The people who run JumpStart
know the success of their program depends on employers being satisfied with the
graduates they hire, thus they hold their students to a very high standard. Students are given a daily stipend while they
are in the program and producing. But if
you are late for class or your cell phone goes off or you do not present
yourself professionally or if you commit any host of things not tolerated on a
jobsite you lose your stipend for the day.
If the mistakes continue you are dismissed from the program.
Students enter JumpStart
having failed at life but with a hope for something better. They come out of the program not possessing
all the skills they need for the trade of their choice, something they can
learn as an apprentice. The come out
with the will to succeed and an understanding of what is required of them for
this to happen. Graduates of JumpStart are eager to turn around their
lives and while this does not represent a reordering on a cosmic level, it is
an answer to Advent hope. It is a bud
breaking forth on one branch of one fig tree.
With the beginning of the new Church year we begin a new
Lectionary cycle of readings. The
majority of this year’s gospel readings will be drawn from the Gospel of
Mark. There are two competing theories
regarding the purpose behind Mark’s writing.
The dominant theory revolves around the imminent destruction of the
Temple in Jerusalem by the Roman army in 70 AD.
Mark foresees the threat this poses to his readers and counsels them to
stay awake, to be alert, to be ready.
Things are going to change soon and not for the better. Christians will be blamed for what happens
and persecution will ensue.
The other theory holds Mark is writing to a church that has
been successful in its mission and work, but now is complacent. Believers have lost their zeal for the
Gospel and no longer look for evidence of God’s involvement in the world. Under this theory, Mark retells the story of
Jesus to wake up the church, to open the eyes of the faithful in order that we
might see the hand of God at work in the world.
Over the course of the year you might want to listen for
evidence of each view. Either way, each
speaks deeply to a need in our time.
More and more we live life with the gnawing feeling we are on the brink
of something awful. We are tempted more
than ever to pull back and protect ourselves from the risk of doing anything.

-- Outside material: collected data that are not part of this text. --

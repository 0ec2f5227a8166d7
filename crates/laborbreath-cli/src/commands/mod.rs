pub mod breathe;
pub mod config;
pub mod contraction;
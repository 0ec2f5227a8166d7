mod event;
mod intervals;
mod log;

pub use event::ContractionEvent;
pub use intervals::{format_minutes, intervals, Spacing};
pub use log::{ContractionLog, LogObserver};
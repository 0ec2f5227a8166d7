//! Breathing phase scheduler.
//!
//! The scheduler is a run-generation-guarded state machine. It does not
//! own timers itself; [`BreathDriver`](super::BreathDriver) arms the
//! one-shot phase timer and the 1-second tick and calls back in with the
//! generation captured at arming time. A callback whose generation is no
//! longer current is ignored, so a `stop()` (or a fresh `start()`) issued
//! while a timer is in flight structurally prevents any stale mutation.
//!
//! ## State Transitions
//!
//! ```text
//! Idle --start()--> Inhale <--phase_elapsed--> Exhale
//! Inhale | Exhale --stop()--> Idle
//! ```

use serde::{Deserialize, Serialize};

use crate::config::BreathConfig;

#[derive(Debug, Clone, Copy, PartialEq, Eq, Serialize, Deserialize)]
#[serde(rename_all = "lowercase")]
pub enum BreathPhase {
    Idle,
    Inhale,
    Exhale,
}

impl std::fmt::Display for BreathPhase {
    fn fmt(&self, f: &mut std::fmt::Formatter<'_>) -> std::fmt::Result {
        match self {
            BreathPhase::Idle => write!(f, "Idle"),
            BreathPhase::Inhale => write!(f, "Inhale"),
            BreathPhase::Exhale => write!(f, "Exhale"),
        }
    }
}

/// Arming instruction handed to the driver: the generation to capture and
/// how long the one-shot for the just-entered phase should sleep.
#[derive(Debug, Clone, Copy, PartialEq, Eq)]
pub struct Armed {
    pub generation: u64,
    pub phase_secs: u64,
}

/// Observer for scheduler notifications. Delivered synchronously on the
/// calling thread; implementations must not block.
pub trait BreathObserver: Send {
    fn on_phase_changed(&self, phase: BreathPhase, duration_secs: u64);
    fn on_tick(&self, label: &str, seconds_remaining: u64);
}

pub struct PhaseScheduler {
    config: BreathConfig,
    phase: BreathPhase,
    is_running: bool,
    seconds_elapsed: u64,
    /// Run token. Bumped on every start() and stop(); callbacks armed
    /// under an older generation are ignored.
    generation: u64,
    observers: Vec<Box<dyn BreathObserver>>,
}

impl PhaseScheduler {
    pub fn new(config: BreathConfig) -> Self {
        Self {
            config,
            phase: BreathPhase::Idle,
            is_running: false,
            seconds_elapsed: 0,
            generation: 0,
            observers: Vec::new(),
        }
    }

    // ── Queries ──────────────────────────────────────────────────────

    pub fn phase(&self) -> BreathPhase {
        self.phase
    }

    pub fn is_running(&self) -> bool {
        self.is_running
    }

    pub fn seconds_elapsed(&self) -> u64 {
        self.seconds_elapsed
    }

    pub fn config(&self) -> &BreathConfig {
        &self.config
    }

    pub fn subscribe(&mut self, observer: Box<dyn BreathObserver>) {
        self.observers.push(observer);
    }

    // ── Commands ─────────────────────────────────────────────────────

    /// Begin a run. No-op (returns `None`) when already running, so a
    /// double start never arms duplicate timers.
    pub fn start(&mut self) -> Option<Armed> {
        if self.is_running {
            return None;
        }
        self.generation += 1;
        self.is_running = true;
        Some(self.enter(BreathPhase::Inhale))
    }

    /// End the run. Synchronous: after this returns, no notification from
    /// a previously armed timer can fire (its generation is stale).
    pub fn stop(&mut self) {
        if !self.is_running {
            return;
        }
        self.generation += 1;
        self.is_running = false;
        self.phase = BreathPhase::Idle;
        self.seconds_elapsed = 0;
        self.notify_phase(BreathPhase::Idle, 0);
    }

    /// One-shot timer callback: the current phase's duration elapsed.
    ///
    /// Flips Inhale<->Exhale and returns the next arming instruction; this
    /// is the cycle's self-re-arming step. Stale generations and stopped
    /// runs are ignored.
    pub fn phase_elapsed(&mut self, generation: u64) -> Option<Armed> {
        if generation != self.generation || !self.is_running {
            return None;
        }
        let next = match self.phase {
            BreathPhase::Inhale => BreathPhase::Exhale,
            BreathPhase::Exhale => BreathPhase::Inhale,
            // Unreachable while running, but harmless to decline.
            BreathPhase::Idle => return None,
        };
        Some(self.enter(next))
    }

    /// Recurring 1-second tick callback. Returns `false` when the
    /// generation is stale so the driver can stand down its ticker.
    pub fn tick(&mut self, generation: u64) -> bool {
        if generation != self.generation || !self.is_running {
            return false;
        }
        let duration = self.config.phase_secs(self.phase);
        // The counter caps at the phase duration; the one-shot firing on
        // the same boundary performs the actual transition.
        if self.seconds_elapsed < duration {
            self.seconds_elapsed += 1;
        }
        let label = format!("{} {}", self.phase, self.seconds_elapsed);
        let remaining = duration - self.seconds_elapsed;
        for observer in &self.observers {
            observer.on_tick(&label, remaining);
        }
        true
    }

    fn enter(&mut self, phase: BreathPhase) -> Armed {
        self.phase = phase;
        self.seconds_elapsed = 0;
        let phase_secs = self.config.phase_secs(phase);
        self.notify_phase(phase, phase_secs);
        Armed {
            generation: self.generation,
            phase_secs,
        }
    }

    fn notify_phase(&self, phase: BreathPhase, duration_secs: u64) {
        for observer in &self.observers {
            observer.on_phase_changed(phase, duration_secs);
        }
    }
}
/// A class created by `NewClass`.
#[derive(Debug)]
pub struct Class {
    /// None runs the parent's constructor, if any
    constructor: Option<Rc<Closure>>,
    prototype: Value,
    parent: Option<Value>,
    statics: Value,
}

/// Why execution stopped abnormally.
#[derive(Debug, Clone)]
pub enum Fault {
    /// An uncaught exception
    Thrown(Value),
    /// The executable did something the compiler must never emit
    Internal(String),
}

impl Fault {
    /// The `kind: message` text of an uncaught engine error.
    pub fn thrown_text(&self) -> Option<String> {
        match self {
            Fault::Thrown(value) => Some(value.to_string()),
            Fault::Internal(_) => None,
        }
    }
}

#[derive(Debug, Default)]
struct Slot {
    value: Option<Value>,
    mutable: bool,
}

#[derive(Debug, Default)]
struct Environment {
    slots: FxHashMap<String, Slot>,
    parent: Option<Env>,
}

type Env = Rc<RefCell<Environment>>;

fn new_env(parent: Option<Env>) -> Env {
    Rc::new(RefCell::new(Environment {
        slots: FxHashMap::default(),
        parent,
    }))
}

/// Finds the environment in the chain that declares `name`.
fn find_env(env: &Env, name: &str) -> Option<Env> {
    let mut current = Some(env.clone());
    while let Some(candidate) = current {
        if candidate.borrow().slots.contains_key(name) {
            return Some(candidate);
        }
        current = candidate.borrow().parent.clone();
    }
    None
}

struct PendingCompletion {
    completion: CompletionType,
    value: Option<Value>,
    resume: usize,
}

struct Frame {
    pc: usize,
    stack: Vec<Value>,
    /// The frame environment followed by every pushed lexical environment
    environments: Vec<Env>,
    completions: Vec<Option<PendingCompletion>>,
    arguments: Vec<Value>,
    callee: Value,
    this: Value,
    home: Option<Value>,
    parent: Option<Value>,
}

/// What a call hands to the new frame.
struct Activation {
    arguments: Vec<Value>,
    callee: Value,
    this: Value,
    home: Option<Value>,
    parent: Option<Value>,
}

impl Frame {
    fn env(&self) -> &Env {
        // The frame environment is never popped.
        &self.environments[self.environments.len() - 1]
    }

    fn pop(&mut self) -> Result<Value, Fault> {
        self.stack
            .pop()
            .ok_or_else(|| Fault::Internal(format!("stack underflow at {}", self.pc - 1)))
    }

    fn pop_n(&mut self, count: usize) -> Result<Vec<Value>, Fault> {
        if self.stack.len() < count {
            return Err(Fault::Internal(format!("stack underflow at {}", self.pc - 1)));
        }
        Ok(self.stack.split_off(self.stack.len() - count))
    }
}

enum Flow {
    Next,
    Return(Value),
}

/// Runs executables against a global object with a recording `log`.
pub struct Interpreter {
    globals: FxHashMap<String, Value>,
    /// One entry per `log(...)` call, arguments joined by spaces
    pub output: Vec<String>,
    steps: usize,
}
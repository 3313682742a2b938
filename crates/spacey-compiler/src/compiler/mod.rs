// This Source Code Form is subject to the terms of the Mozilla Public
// License, v. 2.0. If a copy of the MPL was not distributed with this
// file, You can obtain one at https://mozilla.org/MPL/2.0/.
//
// Copyright (c) 2025 Pegasus Heavy Industries, LLC

//! Bytecode compiler for JavaScript.
//!
//! Transforms an AST into executables for a stack-based VM.
//!
//! # Module Structure
//!
//! - `scope`: Scope resolution; every identifier becomes a binding or a
//!   global reference
//! - `tdz`: Decides which lexical binding accesses can skip their TDZ check
//! - `unwind`: Plans `break`/`continue`/`return` across environments and
//!   finally regions
//! - `builder`: Instruction buffer with labels and unreachable-code dropping
//! - `codegen`: Code generation from AST
//! - `bytecode`: The executable format

mod builder;
pub mod bytecode;
mod codegen;
pub mod scope;
pub mod tdz;
mod unwind;

pub use bytecode::{
    BindingMode, ClassBlueprint, ClassMethodBlueprint, CompletionType, Constant,
    ExceptionHandler, Executable, FunctionBlueprint, Instruction, OpCode, Operand,
};

use crate::ast::Program;
use crate::config::CompilerConfig;
use crate::error::Result;

/// Compiles AST to bytecode.
#[derive(Debug, Default, Clone)]
pub struct Compiler {
    config: CompilerConfig,
}

impl Compiler {
    /// Creates a compiler with the default configuration.
    pub fn new() -> Self {
        Self::default()
    }

    /// Creates a compiler with `config`.
    pub fn with_config(config: CompilerConfig) -> Self {
        Self { config }
    }

    /// The configuration this compiler uses.
    pub fn config(&self) -> &CompilerConfig {
        &self.config
    }

    /// Compiles a program.
    ///
    /// Runs scope resolution, then TDZ analysis, then emission. The program
    /// is only read; compiling the same tree twice yields identical
    /// executables.
    pub fn compile(&self, program: &Program) -> Result<Executable> {
        let span = tracing::debug_span!("compile", statements = program.body.len());
        let _enter = span.enter();

        let resolution = scope::resolve(program, &self.config)?;
        let tdz = tdz::analyze(program, &resolution, &self.config);
        tracing::debug!(elided = tdz.elided_count(), "TDZ analysis finished");

        codegen::emit_program(
            program,
            codegen::Shared {
                config: &self.config,
                resolution: &resolution,
                tdz: &tdz,
            },
        )
    }
}
use crate::ast::*;
use crate::compiler::builder::{BytecodeBuilder, jump};
use crate::compiler::bytecode::{
    BindingMode, ClassBlueprint, ClassMethodBlueprint, CompletionType, Executable,
    FunctionBlueprint, Instruction, Label, OpCode, Operand,
};
use crate::compiler::scope::{self, DeclarationKind, Reference, Resolution, ScopeId};
use crate::compiler::tdz::TdzDecisions;
use crate::compiler::unwind::{Destination, UnwindPlan, UnwindPlanner, UnwindStep};
use crate::config::CompilerConfig;
use crate::error::{CompileError, CompileErrorKind, Result};

/// Read-only inputs shared by every emitter of one compilation unit.
#[derive(Clone, Copy)]
pub(crate) struct Shared<'a> {
    pub config: &'a CompilerConfig,
    pub resolution: &'a Resolution,
    pub tdz: &'a TdzDecisions,
}

/// What the code being emitted is allowed to do.
#[derive(Debug, Clone, Copy)]
struct FunctionContext {
    /// None for the program body
    kind: Option<FunctionKind>,
    super_property: bool,
    super_call: bool,
    strict: bool,
}

impl FunctionContext {
    fn program(strict: bool) -> Self {
        Self {
            kind: None,
            super_property: false,
            super_call: false,
            strict,
        }
    }

    /// Arrows see the `super` of the code around them.
    fn for_function(kind: FunctionKind, outer: FunctionContext, strict: bool) -> Self {
        let (super_property, super_call) = match kind {
            FunctionKind::Arrow => (outer.super_property, outer.super_call),
            FunctionKind::Normal => (false, false),
            FunctionKind::Method | FunctionKind::ClassConstructor => (true, false),
            FunctionKind::DerivedConstructor => (true, true),
        };
        Self {
            kind: Some(kind),
            super_property,
            super_call,
            strict,
        }
    }
}

/// Whether a store creates a binding's first value or replaces it.
#[derive(Debug, Clone, Copy, PartialEq, Eq)]
enum BindMode {
    Initialize,
    Assign,
}

/// Emits the executable for the program body.
pub(crate) fn emit_program(program: &Program, shared: Shared<'_>) -> Result<Executable> {
    let global = shared.resolution.global_scope();
    let strict = shared.resolution.tree().scope(global).strict;
    let mut emitter = Emitter::new(shared, FunctionContext::program(strict));

    emitter.declare_scope(global)?;
    emitter.initialize_functions(&program.body)?;
    emitter.compile_statements(&program.body)?;
    emitter.emit_op(OpCode::Halt);

    emitter.finish(None, 0)
}

/// Bytecode emitter for one function or the program body.
pub(crate) struct Emitter<'a> {
    shared: Shared<'a>,
    builder: BytecodeBuilder,
    unwind: UnwindPlanner,
    context: FunctionContext,
    functions: Vec<FunctionBlueprint>,
    classes: Vec<ClassBlueprint>,
}
impl Resolution {
    /// The scope tree.
    pub fn tree(&self) -> &ScopeTree {
        &self.tree
    }

    /// The program scope.
    pub fn global_scope(&self) -> ScopeId {
        ScopeId(0)
    }

    /// What `identifier` refers to.
    pub fn reference(&self, identifier: &Identifier) -> Option<Reference> {
        self.references.get(&node_key(identifier)).copied()
    }

    /// The binding `identifier` refers to, if it is not a global.
    pub fn binding_of(&self, identifier: &Identifier) -> Option<(BindingId, &Binding)> {
        match self.reference(identifier)? {
            Reference::Binding(id) => Some((id, self.tree.binding(id))),
            Reference::Global => None,
        }
    }

    /// Scope of a block that declares names.
    pub fn block_scope(&self, block: &BlockStatement) -> Option<ScopeId> {
        self.scopes
            .get(&(ScopeOwner::Block, node_key(block)))
            .copied()
    }

    /// Scope of a `for (let ...)` head.
    pub fn for_scope(&self, statement: &ForStatement) -> Option<ScopeId> {
        self.scopes
            .get(&(ScopeOwner::For, node_key(statement)))
            .copied()
    }

    /// Scope of a switch body that declares names.
    pub fn switch_scope(&self, statement: &SwitchStatement) -> Option<ScopeId> {
        self.scopes
            .get(&(ScopeOwner::Switch, node_key(statement)))
            .copied()
    }

    /// Scope of a catch clause.
    pub fn catch_scope(&self, clause: &CatchClause) -> Option<ScopeId> {
        self.scopes
            .get(&(ScopeOwner::Catch, node_key(clause)))
            .copied()
    }

    /// Scope holding a named class expression's inner name.
    pub fn class_scope(&self, class: &ClassNode) -> Option<ScopeId> {
        self.scopes
            .get(&(ScopeOwner::Class, node_key(class)))
            .copied()
    }

    /// Scopes of a function.
    pub fn function_scopes(&self, function: &FunctionNode) -> Option<FunctionScopes> {
        self.functions.get(&node_key(function)).copied()
    }
}

/// Resolves every identifier in `program`.
pub fn resolve(program: &Program, config: &CompilerConfig) -> Result<Resolution> {
    let mut resolver = Resolver {
        config,
        resolution: Resolution::default(),
        current: ScopeId(0),
        allow_duplicate_parameters: false,
    };
    resolver.resolve_program(program)?;

    let resolution = resolver.resolution;
    tracing::debug!(
        scopes = resolution.tree.len(),
        references = resolution.references.len(),
        captured = resolution
            .tree
            .bindings()
            .filter(|(_, binding)| binding.captured)
            .count(),
        "resolved scopes"
    );
    Ok(resolution)
}

/// Follows a chain of labels to the labelled statement.
pub(crate) fn unlabeled(mut statement: &Statement) -> &Statement {
    while let StatementKind::Labeled(labeled) = &statement.kind {
        statement = &labeled.body;
    }
    statement
}

/// Function declarations directly in `statements`.
pub(crate) fn function_declarations(
    statements: &[Statement],
) -> impl Iterator<Item = &FunctionNode> {
    statements
        .iter()
        .filter_map(|statement| match &unlabeled(statement).kind {
            StatementKind::FunctionDeclaration(function) => Some(function),
            _ => None,
        })
}

/// Collects `var` declared names, recursing into nested statements but not
/// into functions.
fn collect_var_names<'a>(statement: &'a Statement, names: &mut Vec<&'a Identifier>) {
    match &statement.kind {
        StatementKind::VariableDeclaration(decl) => {
            if decl.kind == VariableKind::Var {
                for declarator in &decl.declarations {
                    declarator.target.bound_names(names);
                }
            }
        }
        StatementKind::Block(block) => {
            for inner in &block.body {
                collect_var_names(inner, names);
            }
        }
        StatementKind::If(if_stmt) => {
            collect_var_names(&if_stmt.consequent, names);
            if let Some(alternate) = &if_stmt.alternate {
                collect_var_names(alternate, names);
            }
        }
        StatementKind::While(while_stmt) => collect_var_names(&while_stmt.body, names),
        StatementKind::DoWhile(do_while) => collect_var_names(&do_while.body, names),
        StatementKind::For(for_stmt) => {
            if let Some(ForInit::Declaration(decl)) = &for_stmt.init {
                if decl.kind == VariableKind::Var {
                    for declarator in &decl.declarations {
                        declarator.target.bound_names(names);
                    }
                }
            }
            collect_var_names(&for_stmt.body, names);
        }
        StatementKind::Switch(switch_stmt) => {
            for case in &switch_stmt.cases {
                for inner in &case.consequent {
                    collect_var_names(inner, names);
                }
            }
        }
        StatementKind::Try(try_stmt) => {
            for inner in &try_stmt.block.body {
                collect_var_names(inner, names);
            }
            if let Some(handler) = &try_stmt.handler {
                for inner in &handler.body.body {
                    collect_var_names(inner, names);
                }
            }
            if let Some(finalizer) = &try_stmt.finalizer {
                for inner in &finalizer.body {
                    collect_var_names(inner, names);
                }
            }
        }
        StatementKind::Labeled(labeled) => collect_var_names(&labeled.body, names),
        _ => {}
    }
}

/// Lexically scoped declarations directly in `statements`.
fn lexical_declarations(
    statements: &[Statement],
    include_functions: bool,
) -> Vec<(&Identifier, DeclarationKind)> {
    let mut declarations = Vec::new();
    for statement in statements {
        match &unlabeled(statement).kind {
            StatementKind::VariableDeclaration(decl) if decl.kind != VariableKind::Var => {
                let kind = if decl.kind == VariableKind::Const {
                    DeclarationKind::Const
                } else {
                    DeclarationKind::Let
                };
                let mut names = Vec::new();
                for declarator in &decl.declarations {
                    declarator.target.bound_names(&mut names);
                }
                declarations.extend(names.into_iter().map(|name| (name, kind)));
            }
            StatementKind::ClassDeclaration(class) => {
                if let Some(name) = &class.name {
                    declarations.push((name, DeclarationKind::Class));
                }
            }
            StatementKind::FunctionDeclaration(function) if include_functions => {
                if let Some(name) = &function.name {
                    declarations.push((name, DeclarationKind::Function));
                }
            }
            _ => {}
        }
    }
    declarations
}

struct Resolver<'c> {
    config: &'c CompilerConfig,
    resolution: Resolution,
    current: ScopeId,
    allow_duplicate_parameters: bool,
}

We are also conditioned to pay attention to
all the things that are wrong with our world and, as I said, there is plenty on
which to focus.
What would happen this Advent if you noticed “the bud on the
fig tree”, if you began to see signs of hope surrounding you? I think it might calm your fears and reinvigorate
your faith. I think it might stir your
imagination as to how you can be a part of God’s work of making all things
new. In Advent we remember God’s
promises and are told to be watchful for all the signs of God’s
faithfulness. I call you to be watchful this Advent and
pray you will be blessed by what you see.